Start of Extracted information
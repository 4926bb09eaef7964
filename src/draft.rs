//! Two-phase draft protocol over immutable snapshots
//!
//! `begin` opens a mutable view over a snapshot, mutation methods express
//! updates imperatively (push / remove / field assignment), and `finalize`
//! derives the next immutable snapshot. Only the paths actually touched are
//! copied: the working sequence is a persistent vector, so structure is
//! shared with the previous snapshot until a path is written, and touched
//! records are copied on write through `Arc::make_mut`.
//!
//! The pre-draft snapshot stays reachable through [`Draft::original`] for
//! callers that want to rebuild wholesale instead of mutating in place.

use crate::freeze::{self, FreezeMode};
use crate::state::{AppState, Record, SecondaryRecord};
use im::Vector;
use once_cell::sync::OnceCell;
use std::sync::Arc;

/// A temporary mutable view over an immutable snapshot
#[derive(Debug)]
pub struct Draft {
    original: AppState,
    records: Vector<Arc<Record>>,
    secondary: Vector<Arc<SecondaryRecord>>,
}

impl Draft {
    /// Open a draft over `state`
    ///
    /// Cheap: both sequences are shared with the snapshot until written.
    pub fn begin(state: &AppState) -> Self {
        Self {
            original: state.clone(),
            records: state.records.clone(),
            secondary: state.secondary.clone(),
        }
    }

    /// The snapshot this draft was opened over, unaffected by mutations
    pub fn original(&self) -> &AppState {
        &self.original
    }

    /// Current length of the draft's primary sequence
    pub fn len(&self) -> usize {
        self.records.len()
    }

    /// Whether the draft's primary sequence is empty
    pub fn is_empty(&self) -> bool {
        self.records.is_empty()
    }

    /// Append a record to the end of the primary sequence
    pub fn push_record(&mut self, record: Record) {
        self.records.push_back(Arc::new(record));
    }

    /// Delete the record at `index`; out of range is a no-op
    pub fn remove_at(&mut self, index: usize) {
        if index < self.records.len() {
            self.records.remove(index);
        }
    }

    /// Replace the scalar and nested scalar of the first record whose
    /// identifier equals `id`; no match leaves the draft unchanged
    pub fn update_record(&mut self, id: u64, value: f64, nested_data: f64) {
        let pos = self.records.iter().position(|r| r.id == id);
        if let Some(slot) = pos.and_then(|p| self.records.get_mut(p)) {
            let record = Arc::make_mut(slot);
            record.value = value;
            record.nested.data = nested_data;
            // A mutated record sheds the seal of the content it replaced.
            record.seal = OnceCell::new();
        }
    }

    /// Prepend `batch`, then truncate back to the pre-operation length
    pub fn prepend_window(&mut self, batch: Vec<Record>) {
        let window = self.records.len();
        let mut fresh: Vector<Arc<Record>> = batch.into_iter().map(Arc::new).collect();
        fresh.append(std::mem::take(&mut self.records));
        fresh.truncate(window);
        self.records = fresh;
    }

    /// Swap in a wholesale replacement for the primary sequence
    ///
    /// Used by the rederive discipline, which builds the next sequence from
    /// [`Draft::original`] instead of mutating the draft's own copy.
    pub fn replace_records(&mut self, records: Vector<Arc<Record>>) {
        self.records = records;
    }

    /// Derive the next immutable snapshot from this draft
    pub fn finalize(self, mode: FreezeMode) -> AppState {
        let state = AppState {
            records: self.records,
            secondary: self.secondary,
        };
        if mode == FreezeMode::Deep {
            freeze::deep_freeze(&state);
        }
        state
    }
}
End of Extracted information
> **Problem to solve**: Could you report how many lines in the data above include the word "finalize"? Give the number and nothing more.

> **Written response**: 2